There are going to be times when life throws us things that we aren’t expecting.
Getting fired, being dumped, rain on your wedding day, or your overseas trip getting canceled.
Whilst these can be pretty upsetting, as human beings we’re really good at amplifying them and getting stuck in the injustice of it all. Unfortunately, we tend to draw out our suffering, rather than being able to move on, when we refuse to accept the reality (and often uncontrollable nature) of things.
Thankfully, the trusty (although sometimes hard to swallow) pill of 'acceptance' enables us to free ourselves from the grips of indignation and resistance.
When something difficult happens, it’s natural to go through the whole “This is so unfair, it shouldn’t be this way, I didn’t want this” thing. Whilst this is a completely normal reaction to something that we don't like/want/welcome, after a point our own resistance creates our suffering.
When you’ve asked your ex three times to get back together and they keep saying no. When you’ve been through every process with HR and they still won't give you your job back. When you've spent your whole birthday staring at the rain clouds to no avail.
Any time we try to control something that's out of our hands, desperately fight reality, cling to something that's already passed, or get lost in the sea of “Why me?”, we inadvertently create our own suffering.
In an attempt to grapple with difficult and painful experiences, we tend to try to fight them or to push them away. Often people believe that if they don’t accept something, it will go away or change. But refusing to accept something doesn't create change, and often makes the situation worse.
"What we resist, persists". – Carl Jung
By accepting the inevitable pain, struggles and unwanted events that unfold in our lives, we actually choose the better option. It's the lesser of two evils.
Acceptance isn't resignation, liking, approval, passivity, or against change. It is not throwing your hands in the air and saying, “I give up”.
Acceptance is simply acknowledging that things are as they are. It is what it is.

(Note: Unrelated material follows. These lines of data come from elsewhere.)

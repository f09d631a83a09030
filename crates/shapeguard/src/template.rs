//! Error message templates
//!
//! Templates reference context entries with `{{#key}}` placeholders, e.g.
//! `"{{#label}} must be at least {{#limit}}"`.

use crate::value::Map;

const OPEN: &str = "{{#";
const CLOSE: &str = "}}";

/// Render a template against a context.
///
/// Every placeholder whose key is present in `context` is replaced by the
/// display form of its value. Unknown placeholders are kept verbatim. The
/// template is scanned once, so substituted text is never expanded again.
pub fn render(template: &str, context: &Map) -> String {
    let mut out = String::with_capacity(template.len());
    let mut rest = template;

    while let Some(start) = rest.find(OPEN) {
        out.push_str(&rest[..start]);
        let after_open = &rest[start + OPEN.len()..];

        let Some(end) = after_open.find(CLOSE) else {
            // Unterminated placeholder
            out.push_str(&rest[start..]);
            return out;
        };

        let key = &after_open[..end];
        if let Some(inner) = key.rfind(OPEN) {
            // Stray opener; the innermost one starts the real placeholder
            out.push_str(&rest[start..start + OPEN.len() + inner]);
            rest = &after_open[inner..];
            continue;
        }

        match context.get(key) {
            Some(value) => out.push_str(&value.to_string()),
            None => out.push_str(&rest[start..start + OPEN.len() + end + CLOSE.len()]),
        }
        rest = &after_open[end + CLOSE.len()..];
    }

    out.push_str(rest);
    out
}

#[cfg(test)]
mod tests {
    use super::*;
    use crate::value::Value;

    fn context(pairs: &[(&str, Value)]) -> Map {
        pairs
            .iter()
            .map(|(k, v)| (k.to_string(), v.clone()))
            .collect()
    }

    #[test]
    fn test_render_substitutes_known_keys() {
        let ctx = context(&[("label", "name".into()), ("limit", Value::Int(3))]);
        assert_eq!(
            render("{{#label}} length must be at least {{#limit}} characters long", &ctx),
            "name length must be at least 3 characters long"
        );
    }

    #[test]
    fn test_render_keeps_unknown_placeholders() {
        let ctx = context(&[("label", "name".into())]);
        assert_eq!(render("{{#label}} vs {{#other}}", &ctx), "name vs {{#other}}");
    }

    #[test]
    fn test_render_does_not_expand_substituted_text() {
        let ctx = context(&[("value", "{{#label}}".into()), ("label", "name".into())]);
        assert_eq!(render("got {{#value}}", &ctx), "got {{#label}}");
    }

    #[test]
    fn test_render_repeated_and_adjacent_placeholders() {
        let ctx = context(&[("a", "x".into()), ("b", Value::Int(1))]);
        assert_eq!(render("{{#a}}{{#b}}{{#a}}", &ctx), "x1x");
    }

    #[test]
    fn test_render_unterminated_placeholder() {
        let ctx = context(&[("label", "name".into())]);
        assert_eq!(render("{{#label}} and {{#label", &ctx), "name and {{#label");
    }

    #[test]
    fn test_render_stray_opener_before_placeholder() {
        let ctx = context(&[("label", "name".into())]);
        assert_eq!(render("{{#oops {{#label}} is bad", &ctx), "{{#oops name is bad");
        assert_eq!(render("{{#{{#{{#label}}", &ctx), "{{#{{#name");
        assert_eq!(render("{{#a {{#missing}} {{#label}}", &ctx), "{{#a {{#missing}} name");
    }

    #[test]
    fn test_render_without_placeholders() {
        assert_eq!(render("plain text", &Map::new()), "plain text");
        assert_eq!(render("", &Map::new()), "");
    }
}
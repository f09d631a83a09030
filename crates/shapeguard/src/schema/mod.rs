//! Schemas
//!
//! A schema is an ordered rule pipeline plus a label and an optional default.
//! Leaf schemas run the pipeline only; [`ArraySchema`] and [`ObjectSchema`]
//! then descend into elements and fields, extending the path as they go.
//!
//! Schemas are built by value through [`SchemaBuilder`] and validated
//! through `&self`, so a finished schema can be shared across threads.

pub mod any;
pub mod array;
pub mod boolean;
pub mod date;
pub mod number;
pub mod object;
pub mod string;

pub use any::AnySchema;
pub use array::ArraySchema;
pub use boolean::BooleanSchema;
pub use date::DateSchema;
pub use number::NumberSchema;
pub use object::ObjectSchema;
pub use string::StringSchema;

use std::fmt;
use std::sync::Arc;

use crate::engine::rules::{
    BoundsCheck, Check, CustomCheck, Limit, Measure, MembershipCheck, Predicate, Rule,
};
use crate::engine::{self, Validated};
use crate::options::ValidateOptions;
use crate::value::Value;

/// Label used when a schema has neither an explicit label nor a path
pub const DEFAULT_LABEL: &str = "value";

const REQUIRED: &str = "{{#label}} is required";
const VALID: &str = "{{#label}} must be one of {{#valid}}";
const INVALID: &str = "{{#label}} contains an invalid value";
const CUSTOM: &str = "{{#label}} failed custom validation because {{#message}}";

/// Anything that can validate a value
pub trait Schema: fmt::Debug + Send + Sync {
    /// Validate `value` located at `path` in its enclosing document
    fn validate_at(&self, value: Value, path: &str) -> Validated;

    /// Validate a root value
    fn validate(&self, value: Value) -> Validated {
        self.validate_at(value, "")
    }

    fn validate_with(&self, value: Value, options: &ValidateOptions) -> Validated {
        self.validate_at(value, &options.path)
    }
}

/// Shared handle to a schema, as held by composites
pub type SchemaRef = Arc<dyn Schema>;

impl<S: Schema + ?Sized> Schema for Arc<S> {
    fn validate_at(&self, value: Value, path: &str) -> Validated {
        (**self).validate_at(value, path)
    }
}

impl<S: Schema + ?Sized> Schema for Box<S> {
    fn validate_at(&self, value: Value, path: &str) -> Validated {
        (**self).validate_at(value, path)
    }
}

/// State shared by every schema kind
#[derive(Debug, Clone, Default)]
pub struct SchemaBase {
    label: Option<String>,
    default: Option<Value>,
    rules: Vec<Rule>,
    /// Index of the base type rule
    base: Option<usize>,
    /// Index of the most recently added rule
    last: Option<usize>,
}

impl SchemaBase {
    /// A base with no rules
    pub fn new() -> Self {
        Self::default()
    }

    /// A base whose pipeline starts with a type rule
    pub fn typed(rule: Rule) -> Self {
        Self {
            rules: vec![rule],
            base: Some(0),
            last: Some(0),
            ..Self::default()
        }
    }

    /// Explicitly set label, if any
    pub fn label(&self) -> Option<&str> {
        self.label.as_deref()
    }

    /// Value substituted for `Null` input
    pub fn default_value(&self) -> Option<&Value> {
        self.default.as_ref()
    }

    pub fn rules(&self) -> &[Rule] {
        &self.rules
    }

    /// Explicit label, else the path, else [`DEFAULT_LABEL`]
    pub fn effective_label<'a>(&'a self, path: &'a str) -> &'a str {
        match &self.label {
            Some(label) => label.as_str(),
            None if !path.is_empty() => path,
            None => DEFAULT_LABEL,
        }
    }

    pub fn set_label(&mut self, label: String) {
        self.label = Some(label);
    }

    pub fn set_default(&mut self, value: Value) {
        self.default = Some(value);
    }

    /// Append a rule to the pipeline
    pub fn push(&mut self, rule: Rule) {
        self.rules.push(rule);
        self.last = Some(self.rules.len() - 1);
    }

    /// Insert a rule just before the base type rule, or append without one
    pub fn insert_before_base(&mut self, rule: Rule) {
        match self.base {
            Some(at) => {
                self.rules.insert(at, rule);
                self.base = Some(at + 1);
                self.last = Some(at);
            }
            None => self.push(rule),
        }
    }

    /// Replace the template of the most recently added rule
    pub fn set_message(&mut self, template: String) {
        if let Some(rule) = self.last.and_then(|at| self.rules.get_mut(at)) {
            rule.set_message(template);
        }
    }

    /// Substitute the default, then run the pipeline
    pub fn run(&self, value: Value, path: &str) -> Validated {
        let value = match (&self.default, value) {
            (Some(default), Value::Null) => default.clone(),
            (_, value) => value,
        };

        engine::run(&self.rules, self.effective_label(path), path, value)
    }
}

/// Fluent operations common to every schema
pub trait SchemaBuilder: Sized {
    fn base(&self) -> &SchemaBase;
    fn base_mut(&mut self) -> &mut SchemaBase;

    /// Name used for `{{#label}}` in messages
    fn label(mut self, label: impl Into<String>) -> Self {
        self.base_mut().set_label(label.into());
        self
    }

    /// Value substituted when the input is absent
    fn default(mut self, value: impl Into<Value>) -> Self {
        self.base_mut().set_default(value.into());
        self
    }

    fn required(mut self) -> Self {
        self.base_mut()
            .push(Rule::new("any.required", Check::Required).with_message(REQUIRED));
        self
    }

    /// Only accept the listed values
    fn valid<I, V>(mut self, values: I) -> Self
    where
        I: IntoIterator<Item = V>,
        V: Into<Value>,
    {
        let values: Vec<Value> = values.into_iter().map(Into::into).collect();
        self.base_mut().push(
            Rule::new("any.valid", Check::Membership(MembershipCheck::Allow(values.clone())))
                .with_arg("valid", values)
                .with_message(VALID),
        );
        self
    }

    /// Reject the listed values
    fn invalid<I, V>(mut self, values: I) -> Self
    where
        I: IntoIterator<Item = V>,
        V: Into<Value>,
    {
        let values: Vec<Value> = values.into_iter().map(Into::into).collect();
        self.base_mut().push(
            Rule::new("any.invalid", Check::Membership(MembershipCheck::Deny(values.clone())))
                .with_arg("invalid", values)
                .with_message(INVALID),
        );
        self
    }

    /// Run a user predicate; its error text fills `{{#message}}`
    fn custom<F>(self, predicate: F) -> Self
    where
        F: Fn(&str, &Value) -> Result<(), String> + Send + Sync + 'static,
    {
        let predicate: Predicate = Arc::new(predicate);
        self.custom_opt(Some(predicate))
    }

    /// Like [`custom`](Self::custom); `None` adds a rule that always passes
    fn custom_opt(mut self, predicate: Option<Predicate>) -> Self {
        self.base_mut().push(
            Rule::new("any.custom", Check::Custom(CustomCheck::from(predicate)))
                .with_arg("message", "")
                .with_message(CUSTOM),
        );
        self
    }

    /// Override the message of the most recently added rule
    fn message(mut self, template: impl Into<String>) -> Self {
        self.base_mut().set_message(template.into());
        self
    }

    /// Append a user-defined rule
    fn rule(mut self, rule: Rule) -> Self {
        self.base_mut().push(rule);
        self
    }
}

/// Size rule named `name` with the bound exposed as `{{#limit}}`
pub(crate) fn size_rule(name: &str, measure: Measure, limit: Limit<usize>, template: &str) -> Rule {
    Rule::new(name, Check::Bounds(BoundsCheck::Size(measure, limit)))
        .with_arg("limit", limit.bound())
        .with_message(template)
}

/// Path of a field under `parent`
pub fn field_path(parent: &str, key: &str) -> String {
    if parent.is_empty() {
        key.to_string()
    } else {
        format!("{}.{}", parent, key)
    }
}

/// Path of an element under `parent`
pub fn item_path(parent: &str, index: usize) -> String {
    format!("{}[{}]", parent, index)
}

macro_rules! impl_schema_builder {
    ($($ty:ty),* $(,)?) => {
        $(
            impl $crate::schema::SchemaBuilder for $ty {
                fn base(&self) -> &$crate::schema::SchemaBase {
                    &self.base
                }

                fn base_mut(&mut self) -> &mut $crate::schema::SchemaBase {
                    &mut self.base
                }
            }
        )*
    };
}

pub(crate) use impl_schema_builder;
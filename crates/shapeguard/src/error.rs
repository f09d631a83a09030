//! Error types for shapeguard
//!
//! Validation failures are data ([`ValidationError`]) collected during a run;
//! [`SchemaError`] is reserved for mistakes made while building a schema.

use serde::{Deserialize, Serialize};
use std::fmt;
use thiserror::Error;

/// Error raised while constructing a schema
#[derive(Error, Debug)]
pub enum SchemaError {
    /// A regular expression failed to compile
    #[error("Invalid pattern '{pattern}': {source}")]
    InvalidPattern {
        pattern: String,
        #[source]
        source: regex::Error,
    },

    /// A rule argument is outside its accepted domain
    #[error("Invalid argument for {rule}: {reason}")]
    InvalidArgument { rule: String, reason: String },
}

impl SchemaError {
    /// Create an invalid pattern error
    pub fn invalid_pattern(pattern: impl Into<String>, source: regex::Error) -> Self {
        SchemaError::InvalidPattern {
            pattern: pattern.into(),
            source,
        }
    }

    /// Create an invalid argument error
    pub fn invalid_argument(rule: impl Into<String>, reason: impl Into<String>) -> Self {
        SchemaError::InvalidArgument {
            rule: rule.into(),
            reason: reason.into(),
        }
    }
}

/// Result type for schema construction
pub type Result<T> = std::result::Result<T, SchemaError>;

/// A single validation failure
#[derive(Debug, Clone, PartialEq, Eq, Serialize, Deserialize)]
pub struct ValidationError {
    /// Name of the rule that failed, e.g. `string.min`
    pub code: String,
    /// Location of the failing value, e.g. `items[2].name`
    pub path: String,
    /// Rendered message
    pub message: String,
}

impl ValidationError {
    pub fn new(
        code: impl Into<String>,
        path: impl Into<String>,
        message: impl Into<String>,
    ) -> Self {
        Self {
            code: code.into(),
            path: path.into(),
            message: message.into(),
        }
    }
}

impl fmt::Display for ValidationError {
    fn fmt(&self, f: &mut fmt::Formatter<'_>) -> fmt::Result {
        write!(f, "validation error at \"{}\": {}", self.path, self.message)
    }
}

impl std::error::Error for ValidationError {}

/// Every failure from one validation run, usable with `?`
#[derive(Error, Debug, Clone, PartialEq, Eq)]
#[error("{}", summarize(.0))]
pub struct ValidationErrors(Vec<ValidationError>);

impl ValidationErrors {
    /// Create a new error list
    pub fn new(errors: Vec<ValidationError>) -> Self {
        Self(errors)
    }

    /// Number of errors
    pub fn len(&self) -> usize {
        self.0.len()
    }

    /// Check if there are no errors
    pub fn is_empty(&self) -> bool {
        self.0.is_empty()
    }

    /// Iterate over errors in report order
    pub fn iter(&self) -> std::slice::Iter<'_, ValidationError> {
        self.0.iter()
    }

    /// Errors reported at exactly `path`
    pub fn at<'a>(&'a self, path: &'a str) -> impl Iterator<Item = &'a ValidationError> + 'a {
        self.0.iter().filter(move |e| e.path == path)
    }

    /// Unwrap into the underlying list
    pub fn into_inner(self) -> Vec<ValidationError> {
        self.0
    }
}

impl IntoIterator for ValidationErrors {
    type Item = ValidationError;
    type IntoIter = std::vec::IntoIter<ValidationError>;

    fn into_iter(self) -> Self::IntoIter {
        self.0.into_iter()
    }
}

fn summarize(errors: &[ValidationError]) -> String {
    match errors {
        [] => "validation failed".to_string(),
        [only] => only.to_string(),
        [first, rest @ ..] => format!("{} (and {} more)", first, rest.len()),
    }
}
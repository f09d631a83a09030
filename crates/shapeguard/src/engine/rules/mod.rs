//! Rule framework
//!
//! A [`Rule`] pairs a named, message-carrying descriptor with a [`Check`]:
//! a pure function of the current value that may reject it, replace it,
//! or both. Checks are grouped by [`RuleCategory`], one submodule each.

pub mod bounds;
pub mod custom;
pub mod membership;
pub mod pattern;
pub mod required;
pub mod transform;
pub mod type_check;

use serde::{Deserialize, Serialize};
use std::fmt;
use std::sync::Arc;

use crate::value::{Map, Value};

pub use bounds::{BoundsCheck, Limit, Measure};
pub use custom::{CustomCheck, Predicate};
pub use membership::MembershipCheck;
pub use pattern::PatternCheck;
pub use transform::TransformCheck;
pub use type_check::TypeCheck;

/// Named arguments exposed to a rule's message template
pub type Args = Map;

/// Categories of validation rules
#[derive(Debug, Clone, Copy, PartialEq, Eq, Hash, Serialize, Deserialize)]
#[serde(rename_all = "snake_case")]
pub enum RuleCategory {
    /// Base type checks and coercions
    Type,
    /// Presence checks
    Required,
    /// Allowed/forbidden value sets
    Membership,
    /// Numeric, length, count and date limits
    Bounds,
    /// String format checks
    Pattern,
    /// Value normalization
    Transform,
    /// User predicates and user-defined steps
    Custom,
}

impl fmt::Display for RuleCategory {
    fn fmt(&self, f: &mut fmt::Formatter<'_>) -> fmt::Result {
        match self {
            RuleCategory::Type => write!(f, "type"),
            RuleCategory::Required => write!(f, "required"),
            RuleCategory::Membership => write!(f, "membership"),
            RuleCategory::Bounds => write!(f, "bounds"),
            RuleCategory::Pattern => write!(f, "pattern"),
            RuleCategory::Transform => write!(f, "transform"),
            RuleCategory::Custom => write!(f, "custom"),
        }
    }
}

/// Why a check rejected a value
#[derive(Debug, Clone, Default, PartialEq)]
pub struct Failure {
    /// Fallback template, used when the rule carries none
    pub message: String,
    /// Extra template context, merged over the rule's arguments
    pub context: Args,
}

impl Failure {
    pub fn new(message: impl Into<String>) -> Self {
        Self {
            message: message.into(),
            context: Args::new(),
        }
    }

    /// Add a context entry
    pub fn with_context(mut self, key: impl Into<String>, value: impl Into<Value>) -> Self {
        self.context.insert(key.into(), value.into());
        self
    }
}

/// Outcome of applying one check to one value
#[derive(Debug, Clone, Default, PartialEq)]
pub struct Step {
    /// Replacement for the current value; `None` or `Null` keeps it
    pub value: Option<Value>,
    pub failure: Option<Failure>,
}

impl Step {
    /// Accept the value unchanged
    pub fn pass() -> Self {
        Self::default()
    }

    /// Accept and replace the value
    pub fn replace(value: impl Into<Value>) -> Self {
        Self {
            value: Some(value.into()),
            failure: None,
        }
    }

    /// Reject with the rule's own template
    pub fn fail() -> Self {
        Self::fail_with(Failure::default())
    }

    pub fn fail_with(failure: Failure) -> Self {
        Self {
            value: None,
            failure: Some(failure),
        }
    }

    /// Attach a replacement value to this step
    pub fn with_value(mut self, value: impl Into<Value>) -> Self {
        self.value = Some(value.into());
        self
    }

    pub fn is_failure(&self) -> bool {
        self.failure.is_some()
    }
}

/// User-defined step function: `(path, value) -> Step`
pub type StepFn = Arc<dyn Fn(&str, &Value) -> Step + Send + Sync>;

/// The behavior behind a rule
#[derive(Clone)]
pub enum Check {
    Type(TypeCheck),
    Required,
    Membership(MembershipCheck),
    Bounds(BoundsCheck),
    Pattern(PatternCheck),
    Transform(TransformCheck),
    Custom(CustomCheck),
    Step(StepFn),
}

impl Check {
    /// Evaluate against the current value
    pub fn apply(&self, path: &str, value: &Value) -> Step {
        match self {
            Check::Type(check) => check.apply(value),
            Check::Required => required::apply(value),
            Check::Membership(check) => check.apply(value),
            Check::Bounds(check) => check.apply(value),
            Check::Pattern(check) => check.apply(value),
            Check::Transform(check) => check.apply(value),
            Check::Custom(check) => check.apply(path, value),
            Check::Step(step) => step(path, value),
        }
    }

    pub fn category(&self) -> RuleCategory {
        match self {
            Check::Type(_) => RuleCategory::Type,
            Check::Required => RuleCategory::Required,
            Check::Membership(_) => RuleCategory::Membership,
            Check::Bounds(_) => RuleCategory::Bounds,
            Check::Pattern(_) => RuleCategory::Pattern,
            Check::Transform(_) => RuleCategory::Transform,
            Check::Custom(_) | Check::Step(_) => RuleCategory::Custom,
        }
    }
}

impl fmt::Debug for Check {
    fn fmt(&self, f: &mut fmt::Formatter<'_>) -> fmt::Result {
        match self {
            Check::Type(check) => f.debug_tuple("Type").field(check).finish(),
            Check::Required => f.write_str("Required"),
            Check::Membership(check) => f.debug_tuple("Membership").field(check).finish(),
            Check::Bounds(check) => f.debug_tuple("Bounds").field(check).finish(),
            Check::Pattern(check) => f.debug_tuple("Pattern").field(check).finish(),
            Check::Transform(check) => f.debug_tuple("Transform").field(check).finish(),
            Check::Custom(check) => f.debug_tuple("Custom").field(check).finish(),
            Check::Step(_) => f.write_str("Step(<fn>)"),
        }
    }
}

impl PartialEq for Check {
    fn eq(&self, other: &Self) -> bool {
        match (self, other) {
            (Check::Type(a), Check::Type(b)) => a == b,
            (Check::Required, Check::Required) => true,
            (Check::Membership(a), Check::Membership(b)) => a == b,
            (Check::Bounds(a), Check::Bounds(b)) => a == b,
            (Check::Pattern(a), Check::Pattern(b)) => a == b,
            (Check::Transform(a), Check::Transform(b)) => a == b,
            (Check::Custom(a), Check::Custom(b)) => a == b,
            (Check::Step(a), Check::Step(b)) => Arc::ptr_eq(a, b),
            _ => false,
        }
    }
}

/// One step of a schema's pipeline
#[derive(Debug, Clone, PartialEq)]
pub struct Rule {
    name: String,
    category: RuleCategory,
    args: Args,
    message: String,
    check: Check,
}

impl Rule {
    /// Create a rule with no arguments and no template
    pub fn new(name: impl Into<String>, check: Check) -> Self {
        Self {
            name: name.into(),
            category: check.category(),
            args: Args::new(),
            message: String::new(),
            check,
        }
    }

    /// Create a rule from a step function
    pub fn from_fn<F>(name: impl Into<String>, step: F) -> Self
    where
        F: Fn(&str, &Value) -> Step + Send + Sync + 'static,
    {
        Self::new(name, Check::Step(Arc::new(step)))
    }

    /// Add a template argument
    pub fn with_arg(mut self, key: impl Into<String>, value: impl Into<Value>) -> Self {
        self.args.insert(key.into(), value.into());
        self
    }

    /// Set the message template
    pub fn with_message(mut self, template: impl Into<String>) -> Self {
        self.message = template.into();
        self
    }

    pub(crate) fn set_message(&mut self, template: String) {
        self.message = template;
    }

    /// Error code, e.g. `string.min`
    pub fn name(&self) -> &str {
        &self.name
    }

    pub fn category(&self) -> RuleCategory {
        self.category
    }

    pub fn args(&self) -> &Args {
        &self.args
    }

    /// Message template; empty when the failure supplies its own
    pub fn message(&self) -> &str {
        &self.message
    }

    /// The check this rule dispatches to
    pub fn check(&self) -> &Check {
        &self.check
    }

    pub fn apply(&self, path: &str, value: &Value) -> Step {
        self.check.apply(path, value)
    }
}
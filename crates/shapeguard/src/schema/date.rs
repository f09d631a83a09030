//! Date schema

use chrono::{DateTime, Utc};

use super::{impl_schema_builder, Schema, SchemaBase};
use crate::engine::rules::{BoundsCheck, Check, Limit, Rule, TypeCheck};
use crate::engine::Validated;
use crate::value::Value;

const BASE: &str = "{{#label}} must be a valid date";
const MIN: &str = "{{#label}} must be larger than or equal to {{#limit}}";
const MAX: &str = "{{#label}} must be less than or equal to {{#limit}}";

/// Schema for dates.
///
/// Accepts native dates, RFC 3339 strings and Unix timestamps in seconds,
/// and normalizes all of them to [`Value::Date`].
#[derive(Debug, Clone)]
pub struct DateSchema {
    base: SchemaBase,
}

impl DateSchema {
    pub fn new() -> Self {
        Self::typed(None, BASE.to_string())
    }

    /// Create with a custom type-mismatch message
    pub fn with_message(template: impl Into<String>) -> Self {
        Self::typed(None, template.into())
    }

    /// Also accept strings in the chrono `format`, e.g. `"%Y-%m-%d"`
    pub fn with_format(format: impl Into<String>) -> Self {
        Self::typed(Some(format.into()), BASE.to_string())
    }

    fn typed(format: Option<String>, template: String) -> Self {
        Self {
            base: SchemaBase::typed(
                Rule::new("date.base", Check::Type(TypeCheck::Date { format })).with_message(template),
            ),
        }
    }

    /// Inclusive lower bound
    pub fn min(mut self, limit: DateTime<Utc>) -> Self {
        self.base.push(
            Rule::new("date.min", Check::Bounds(BoundsCheck::Date(Limit::Min(limit))))
                .with_arg("limit", limit)
                .with_message(MIN),
        );
        self
    }

    /// Inclusive upper bound
    pub fn max(mut self, limit: DateTime<Utc>) -> Self {
        self.base.push(
            Rule::new("date.max", Check::Bounds(BoundsCheck::Date(Limit::Max(limit))))
                .with_arg("limit", limit)
                .with_message(MAX),
        );
        self
    }
}

impl_schema_builder!(DateSchema);

impl Schema for DateSchema {
    fn validate_at(&self, value: Value, path: &str) -> Validated {
        self.base.run(value, path)
    }
}
use super::monitored_stream::Monitor;
use indicatif::{ProgressBar, ProgressStyle};
use tokio::task::JoinHandle;

/// A single transfer's progress bar, drawn on stderr.
pub struct ProgressTracker {
    bar: ProgressBar,
}

impl ProgressTracker {
    /// Without a known total the bar degrades to a spinner with a byte counter.
    pub fn new(label: &str, total: Option<u64>) -> Self {
        let bar = match total {
            Some(total) => {
                let bar = ProgressBar::new(total);
                bar.set_style(
                    ProgressStyle::default_bar()
                        .template(
                            "{spinner:.green} [{elapsed_precise}] {prefix} [{wide_bar:.cyan/blue}] {bytes}/{total_bytes} | {bytes_per_sec} (finishes in {eta})",
                        )
                        .progress_chars("=>-"),
                );
                bar
            }
            None => {
                let bar = ProgressBar::new_spinner();
                bar.set_style(
                    ProgressStyle::default_spinner()
                        .template("{spinner:.green} [{elapsed_precise}] {prefix} {bytes} | {bytes_per_sec}"),
                );
                bar
            }
        };

        bar.set_prefix(label);
        Self { bar }
    }

    /// Advances the bar for every report until the monitored stream is dropped.
    pub fn spawn(self, mut monitor: Monitor) -> JoinHandle<()> {
        tokio::spawn(async move {
            while let Some(bytes) = monitor.recv().await {
                self.bar.inc(bytes);
            }
            self.bar.finish();
        })
    }
}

It’s a willingness to experience the thoughts and emotions you are having in that moment of time. It’s letting go of trying to control the things that are beyond your control.
Resistance (or non-acceptance) is like quicksand. The more you struggle, often the deeper you sink. The way to survive is to lie back, spread out your arms, and allow yourself to float, not struggle against it. This is hard because you are fighting your instincts, but this is what will save you.
You don’t need to practice acceptance with everything – but if you're trying to change something that is out of your hands, then it is worth considering. It’s important to realise, the more we try to reject our reality, the more vulnerable we are to getting stuck, feeling unhappy, bitter, angry or resentful.
Resisting reality alone does not lead to a change. often it isn't until you accept things, just as they are, that you can open up your mind to changing your situation.
So how can we try to accept the things we cannot change?
1. Become aware that you are resisting. Just notice that you are fighting with your reality (“It shouldn’t be like this; It’s unfair”). Notice the tension that is present in your body.
2. Remind yourself that no matter how much you try to fight this, your unpleasant reality won’t change. It can be helpful to acknowledge that there is a cause, and that this has happened for a reason. You might not always know what the cause or reason is, but you can still accept it.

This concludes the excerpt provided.